Bruce & I
And hard times come, and hard times go
And hard times come, and hard times go
Come on and take your best shot, let me see what you’ve got
Bring on your wrecking ball (Wrecking Ball)
I love this song by Bruce. “Hold tight to your anger, don’t fall to your fears”. It is not up there with any of his classics (Flood, Incident, Rosie, NYC Serenade, Thunder Rd, Backstreets, Jungleland, BTR, Drive, BITUSA, Hometown, Tunnel, Philadelphia, Ghost of Tom Joad) but it provides a metaphor for the realities of life. The good and bad. The joy and sorrow.
There have been plenty of successes. As a trainer, facilitator & coach I’ve brought disruptive capability programs to respected companies including Asahi, CUB, BlackRock, Mondelez, Pepsi, SAB Miller, Fonterra, Cadbury, Heinz, Coles, Schweppes, Laminex, AFL, Treasury Wine Estates, Golden Circle and Kraft. Several workplace achievements include helping create and launch Pure Blonde within 90 days (a half-billion dollar beer brand), and create and develop “FAME”, a globally-recognized capability program. Both these successes continue to inspire my teaching and facilitating.
And there have been many lows. Throughout, the Boss has provided a beacon of hope and inspiration. A connection. An exploration. An understanding. Tales of loss. Tales of redemption. Pride, tears and exhilaration. I have always been a fan, yet the last five years of fragility has brought untold resonance, depth and perspective. Total congruence.
Yeah I lost my faith when I lost my wife
Them things don’t seem to matter much to me now
Tonight I’ll be on that hill `cause I can’t stop
I’ll be on that hill with everything I got
With our lives on the line where dreams are found and lost
I’ll be there on time and I’ll pay the cost
For wanting things that can only be found (Darkness on the Edge of Town)
October 2012 it all changed. Two weeks before my eldest VCE exams, my wife said our marriage was over. Suddenly, my world turned upside down. I lost everything that counted in our separation. My time with my 3 wonderful children was cut in half. I lost meaning & the identity of everything that I thought I was. I left a successful corporate career with the dream of bringing passionate work to people in corporate life.
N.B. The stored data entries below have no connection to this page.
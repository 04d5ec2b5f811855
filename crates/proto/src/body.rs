//! Logical transaction bodies.
//!
//! A body is one (chunk, node) cell of a transaction: bodies sharing an
//! identifier are structurally identical except for `node_account_id`.

use meridian_types::{AccountId, PublicKey, Timestamp, TopicId, TransactionId};
use sbor::prelude::*;

/// The logical body serialized into every signed cell.
#[derive(Debug, Clone, PartialEq, Eq, BasicSbor)]
pub struct TransactionBody {
    /// Identifier of the row this cell belongs to.
    pub transaction_id: TransactionId,
    /// The node this cell targets. The only field that may differ between
    /// cells sharing a `transaction_id`.
    pub node_account_id: AccountId,
    /// Maximum fee the payer will accept, in tinybars.
    pub max_fee: u64,
    /// Validity window length, counted from the identifier's valid-start.
    pub valid_duration_seconds: u64,
    /// Free-form memo carried with the transaction.
    pub memo: String,
    /// When present, the transaction may only reach consensus inside an
    /// atomic batch signed by this key.
    pub batch_key: Option<PublicKey>,
    /// Caps on custom fees the payer will tolerate.
    pub custom_fee_limits: Vec<CustomFeeLimit>,
    /// Exactly one operation.
    pub payload: OperationPayload,
}

/// Cap on a custom fee charged to `account_id`.
#[derive(Debug, Clone, PartialEq, Eq, BasicSbor)]
pub struct CustomFeeLimit {
    pub account_id: AccountId,
    pub max_amount: u64,
}

/// The closed set of operations a body can carry.
#[derive(Debug, Clone, PartialEq, Eq, BasicSbor)]
pub enum OperationPayload {
    Transfer(TransferPayload),
    AccountCreate(AccountCreatePayload),
    TopicCreate(TopicCreatePayload),
    TopicMessageSubmit(TopicMessageSubmitPayload),
    NetworkFreeze(NetworkFreezePayload),
    Batch(BatchPayload),
}

/// Value movements; must net to zero at the node.
#[derive(Debug, Clone, Default, PartialEq, Eq, BasicSbor)]
pub struct TransferPayload {
    pub transfers: Vec<AccountAmount>,
}

/// A single debit (negative) or credit (positive).
#[derive(Debug, Clone, PartialEq, Eq, BasicSbor)]
pub struct AccountAmount {
    pub account_id: AccountId,
    pub amount: i64,
}

/// Create a new account controlled by `key`.
#[derive(Debug, Clone, Default, PartialEq, Eq, BasicSbor)]
pub struct AccountCreatePayload {
    pub key: Option<PublicKey>,
    pub initial_balance: u64,
    pub account_memo: String,
}

/// Create a message topic.
#[derive(Debug, Clone, Default, PartialEq, Eq, BasicSbor)]
pub struct TopicCreatePayload {
    pub admin_key: Option<PublicKey>,
    pub topic_memo: String,
}

/// Submit one chunk of a message to a topic.
///
/// Oversized messages are split into chunks, one body per chunk row;
/// `chunk_info` ties the rows together under the first row's identifier.
#[derive(Debug, Clone, PartialEq, Eq, BasicSbor)]
pub struct TopicMessageSubmitPayload {
    pub topic_id: TopicId,
    pub message: Vec<u8>,
    pub chunk_info: Option<ChunkInfo>,
}

/// Position of a chunk within its message.
#[derive(Debug, Clone, PartialEq, Eq, BasicSbor)]
pub struct ChunkInfo {
    /// Identifier of the first chunk row.
    pub initial_transaction_id: TransactionId,
    /// Total number of chunks.
    pub total: u32,
    /// 1-based index of this chunk.
    pub number: u32,
}

/// Administrative network freeze. Never valid inside a batch.
#[derive(Debug, Clone, Default, PartialEq, Eq, BasicSbor)]
pub struct NetworkFreezePayload {
    pub start_time: Option<Timestamp>,
}

/// An atomic batch: already-signed inner transactions, in submission order.
#[derive(Debug, Clone, Default, PartialEq, Eq, BasicSbor)]
pub struct BatchPayload {
    /// Each entry is an encoded [`SignedTransaction`](crate::SignedTransaction).
    pub signed_transactions: Vec<Vec<u8>>,
}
I had just started a consultancy – “The Storytellers Group” and before I could bask in momentum, I began to lose my zest for life and my deeply-held passion for helping people.
God have mercy on the man
Who doubts what he’s sure of (Brilliant Disguise)
Instead of being razor focused on my newly formed consultancy, I dabbled with other concepts such as ‘Loveology’, ‘Fuego 3’, ‘Cos I’m Free’ and I even took up the management of a high profile Australian icon. From being someone who exuded confidence and self-belief, I soon became devoid of my true purpose. I felt I was letting down all those around me.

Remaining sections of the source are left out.